*** Data in this exercise ***

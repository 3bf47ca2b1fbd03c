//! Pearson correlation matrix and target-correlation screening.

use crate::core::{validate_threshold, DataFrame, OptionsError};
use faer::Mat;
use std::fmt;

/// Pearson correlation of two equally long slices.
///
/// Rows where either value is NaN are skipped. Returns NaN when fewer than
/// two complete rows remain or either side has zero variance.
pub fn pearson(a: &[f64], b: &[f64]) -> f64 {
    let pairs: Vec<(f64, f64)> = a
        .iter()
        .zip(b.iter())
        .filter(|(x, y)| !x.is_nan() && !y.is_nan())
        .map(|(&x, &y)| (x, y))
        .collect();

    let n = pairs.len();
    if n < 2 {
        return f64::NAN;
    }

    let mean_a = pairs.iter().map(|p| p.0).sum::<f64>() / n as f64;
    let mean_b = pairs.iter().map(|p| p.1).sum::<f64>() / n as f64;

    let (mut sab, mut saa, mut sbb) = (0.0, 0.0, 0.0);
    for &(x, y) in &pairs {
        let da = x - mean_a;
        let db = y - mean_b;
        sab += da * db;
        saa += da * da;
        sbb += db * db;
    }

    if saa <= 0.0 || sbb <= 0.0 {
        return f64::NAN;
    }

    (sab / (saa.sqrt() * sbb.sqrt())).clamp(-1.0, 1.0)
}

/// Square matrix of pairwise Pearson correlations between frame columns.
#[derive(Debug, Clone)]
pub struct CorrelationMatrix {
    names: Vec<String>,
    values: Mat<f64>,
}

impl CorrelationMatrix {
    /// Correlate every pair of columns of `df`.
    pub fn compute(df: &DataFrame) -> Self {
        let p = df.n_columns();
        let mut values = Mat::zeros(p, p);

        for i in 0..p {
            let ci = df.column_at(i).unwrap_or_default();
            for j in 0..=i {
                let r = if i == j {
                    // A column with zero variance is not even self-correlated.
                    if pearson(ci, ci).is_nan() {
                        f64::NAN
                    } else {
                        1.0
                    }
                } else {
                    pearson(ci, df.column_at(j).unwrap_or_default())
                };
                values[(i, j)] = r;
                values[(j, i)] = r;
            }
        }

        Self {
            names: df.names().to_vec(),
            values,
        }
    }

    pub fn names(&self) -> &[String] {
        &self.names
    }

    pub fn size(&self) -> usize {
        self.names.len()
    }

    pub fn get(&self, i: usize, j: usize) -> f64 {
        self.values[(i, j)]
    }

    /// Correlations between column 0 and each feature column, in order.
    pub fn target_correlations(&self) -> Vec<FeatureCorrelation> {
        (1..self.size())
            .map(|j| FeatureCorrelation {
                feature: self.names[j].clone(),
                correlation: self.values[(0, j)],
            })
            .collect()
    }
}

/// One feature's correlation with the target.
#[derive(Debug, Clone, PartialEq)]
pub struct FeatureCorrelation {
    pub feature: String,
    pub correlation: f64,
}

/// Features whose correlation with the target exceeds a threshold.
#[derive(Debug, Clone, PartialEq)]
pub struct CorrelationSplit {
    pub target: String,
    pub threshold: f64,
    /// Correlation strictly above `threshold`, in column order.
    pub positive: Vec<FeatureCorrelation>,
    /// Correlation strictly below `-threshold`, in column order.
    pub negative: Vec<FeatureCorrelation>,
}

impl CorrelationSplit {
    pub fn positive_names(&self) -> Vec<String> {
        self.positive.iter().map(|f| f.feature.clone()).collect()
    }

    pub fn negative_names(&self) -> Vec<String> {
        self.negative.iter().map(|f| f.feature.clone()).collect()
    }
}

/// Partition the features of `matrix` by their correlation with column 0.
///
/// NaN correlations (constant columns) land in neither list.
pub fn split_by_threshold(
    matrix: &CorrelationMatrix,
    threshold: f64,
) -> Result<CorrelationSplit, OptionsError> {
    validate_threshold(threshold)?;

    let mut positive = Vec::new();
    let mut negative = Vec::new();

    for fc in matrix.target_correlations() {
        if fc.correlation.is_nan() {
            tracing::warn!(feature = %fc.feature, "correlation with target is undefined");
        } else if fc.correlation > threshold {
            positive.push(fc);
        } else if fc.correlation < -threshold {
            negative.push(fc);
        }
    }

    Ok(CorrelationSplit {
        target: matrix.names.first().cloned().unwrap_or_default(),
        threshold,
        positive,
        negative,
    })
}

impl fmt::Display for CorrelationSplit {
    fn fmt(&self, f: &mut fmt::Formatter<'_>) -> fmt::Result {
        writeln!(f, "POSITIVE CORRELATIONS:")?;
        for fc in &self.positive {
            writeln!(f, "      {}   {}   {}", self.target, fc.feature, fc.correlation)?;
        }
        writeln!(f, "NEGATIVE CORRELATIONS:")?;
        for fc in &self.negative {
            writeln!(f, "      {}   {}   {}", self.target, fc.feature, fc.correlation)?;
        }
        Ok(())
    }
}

*** End of Data in this exercise ***

> **What to work on**: The output should be exactly the lines above from the line containing "(1..self.size())" to the line containing "exceeds a threshold.", inclusive, with no other lines.

> **Answer for this exercise**:
        (1..self.size())
            .map(|j| FeatureCorrelation {
                feature: self.names[j].clone(),
                correlation: self.values[(0, j)],
            })
            .collect()
    }
}

/// One feature's correlation with the target.
#[derive(Debug, Clone, PartialEq)]
pub struct FeatureCorrelation {
    pub feature: String,
    pub correlation: f64,
}

/// Features whose correlation with the target exceeds a threshold.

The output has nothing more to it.